- _Exercise requirements_
Within the material below, how many lines contain the word "dimensions"? Give that number only.

- _Provided material_
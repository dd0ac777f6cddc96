//! Domain descriptors for bases.
//!
//! A [`DomainRange`] is the interval (or product of intervals) over which the functions of a
//! basis are defined. It is validated once at construction and never changes afterwards;
//! clones share the same interval storage.
use std::sync::Arc;

use crate::{
    error::{Error, Result},
    value::Value,
};

/// What to do with evaluation points that fall outside the domain of a basis.
///
/// The default is to reject them. Extrapolation must be asked for explicitly.
#[derive(Debug, Clone, Copy, PartialEq, Eq, Default)]
pub enum Extrapolation {
    /// Fail with [`Error::OutOfDomain`] if any point is outside the domain.
    #[default]
    Reject,

    /// Evaluate the basis functions outside the domain anyway.
    ///
    /// The result is whatever the closed form of each function gives there; for B-splines
    /// this extends the boundary polynomial pieces.
    Allow,
}

/// An interval, or a product of intervals, defining where basis functions are valid.
///
/// Every dimension satisfies `start < end`, and both ends are finite.
///
/// Equality is exact and by value. Use [`DomainRange::same_domain`] to compare domains
/// within a floating-point tolerance, which is what binary basis operations do.
///
/// # Example
/// ```rust
/// use fdbasis::DomainRange;
///
/// let domain = DomainRange::<f64>::new(0.0, 5.0).unwrap();
/// assert_eq!(domain.length(), 5.0);
/// assert!(domain.contains(2.5));
/// assert!(DomainRange::<f64>::new(1.0, 1.0).is_err());
/// ```
#[derive(Debug, Clone)]
pub struct DomainRange<T: Value = f64> {
    intervals: Arc<[(T, T)]>,
}
impl<T: Value> DomainRange<T> {
    /// Creates a one-dimensional domain `[start, end]`.
    ///
    /// # Errors
    /// Returns an error if `start >= end` or either end is not finite.
    pub fn new(start: T, end: T) -> Result<Self> {
        Self::from_intervals(&[(start, end)])
    }

    /// Creates a multi-dimensional domain from one interval per dimension.
    ///
    /// # Errors
    /// Returns an error if there are no intervals, or any interval is empty, reversed, or infinite.
    pub fn from_intervals(intervals: &[(T, T)]) -> Result<Self> {
        if intervals.is_empty() {
            return Err(Error::DimensionMismatch {
                expected: 1,
                found: 0,
            });
        }

        for &(start, end) in intervals {
            let finite = num_traits::float::FloatCore::is_finite(start)
                && num_traits::float::FloatCore::is_finite(end);
            if !finite || start >= end {
                return Err(Error::InvalidDomain {
                    start: start.to_string(),
                    end: end.to_string(),
                });
            }
        }

        Ok(Self {
            intervals: intervals.into(),
        })
    }

    /// The tolerance used by [`DomainRange::same_domain`].
    #[must_use]
    pub fn default_tolerance() -> T {
        T::epsilon().sqrt()
    }

    /// Number of dimensions of the domain.
    #[must_use]
    pub fn dim(&self) -> usize {
        self.intervals.len()
    }

    /// All intervals of the domain, one per dimension.
    #[must_use]
    pub fn intervals(&self) -> &[(T, T)] {
        &self.intervals
    }

    /// The interval for dimension `i`, if it exists.
    #[must_use]
    pub fn interval(&self, i: usize) -> Option<(T, T)> {
        self.intervals.get(i).copied()
    }

    /// Start of the first dimension.
    #[must_use]
    pub fn start(&self) -> T {
        self.intervals[0].0
    }

    /// End of the first dimension.
    #[must_use]
    pub fn end(&self) -> T {
        self.intervals[0].1
    }

    /// Length of the first dimension.
    #[must_use]
    pub fn length(&self) -> T {
        self.end() - self.start()
    }

    /// Returns true if `t` lies in the closed first-dimension interval.
    #[must_use]
    pub fn contains(&self, t: T) -> bool {
        t >= self.start() && t <= self.end()
    }

    /// Fails with [`Error::DimensionMismatch`] unless the domain has `expected` dimensions.
    ///
    /// # Errors
    /// Returns an error if the dimensionality differs.
    pub fn ensure_dim(&self, expected: usize) -> Result<()> {
        if self.dim() == expected {
            Ok(())
        } else {
            Err(Error::DimensionMismatch {
                expected,
                found: self.dim(),
            })
        }
    }

    /// Checks that every point lies inside the first-dimension interval.
    ///
    /// `NaN` is never inside.
    ///
    /// # Errors
    /// Returns [`Error::OutOfDomain`] for the first offending point.
    pub fn check_points(&self, points: &[T]) -> Result<()> {
        match points.iter().find(|&&t| !self.contains(t)) {
            Some(point) => Err(Error::OutOfDomain {
                point: point.to_string(),
                start: self.start().to_string(),
                end: self.end().to_string(),
            }),
            None => Ok(()),
        }
    }

    /// Returns true if both domains have the same dimensions, and every end agrees
    /// within [`DomainRange::default_tolerance`].
    #[must_use]
    pub fn same_domain(&self, other: &Self) -> bool {
        self.same_domain_within(other, Self::default_tolerance())
    }

    /// Same as [`DomainRange::same_domain`], with an explicit tolerance.
    #[must_use]
    pub fn same_domain_within(&self, other: &Self, tol: T) -> bool {
        Arc::ptr_eq(&self.intervals, &other.intervals)
            || (self.dim() == other.dim()
                && self
                    .intervals
                    .iter()
                    .zip(other.intervals.iter())
                    .all(|(a, b)| a.0.is_close(b.0, tol) && a.1.is_close(b.1, tol)))
    }

    /// Fails with [`Error::IncompatibleDomain`] unless the domains are the same.
    ///
    /// # Errors
    /// Returns an error if [`DomainRange::same_domain`] is false.
    pub fn ensure_same(&self, other: &Self) -> Result<()> {
        if self.same_domain(other) {
            Ok(())
        } else {
            Err(Error::IncompatibleDomain {
                lhs: self.to_string(),
                rhs: other.to_string(),
            })
        }
    }
}
impl<T: Value> PartialEq for DomainRange<T> {
    fn eq(&self, other: &Self) -> bool {
        self.intervals == other.intervals
    }
}
impl<T: Value> std::fmt::Display for DomainRange<T> {
    fn fmt(&self, f: &mut std::fmt::Formatter<'_>) -> std::fmt::Result {
        let parts: Vec<String> = self
            .intervals
            .iter()
            .map(|(start, end)| format!("[{start}, {end}]"))
            .collect();
        write!(f, "{}", parts.join(" x "))
    }
}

- _Exercise answer_
3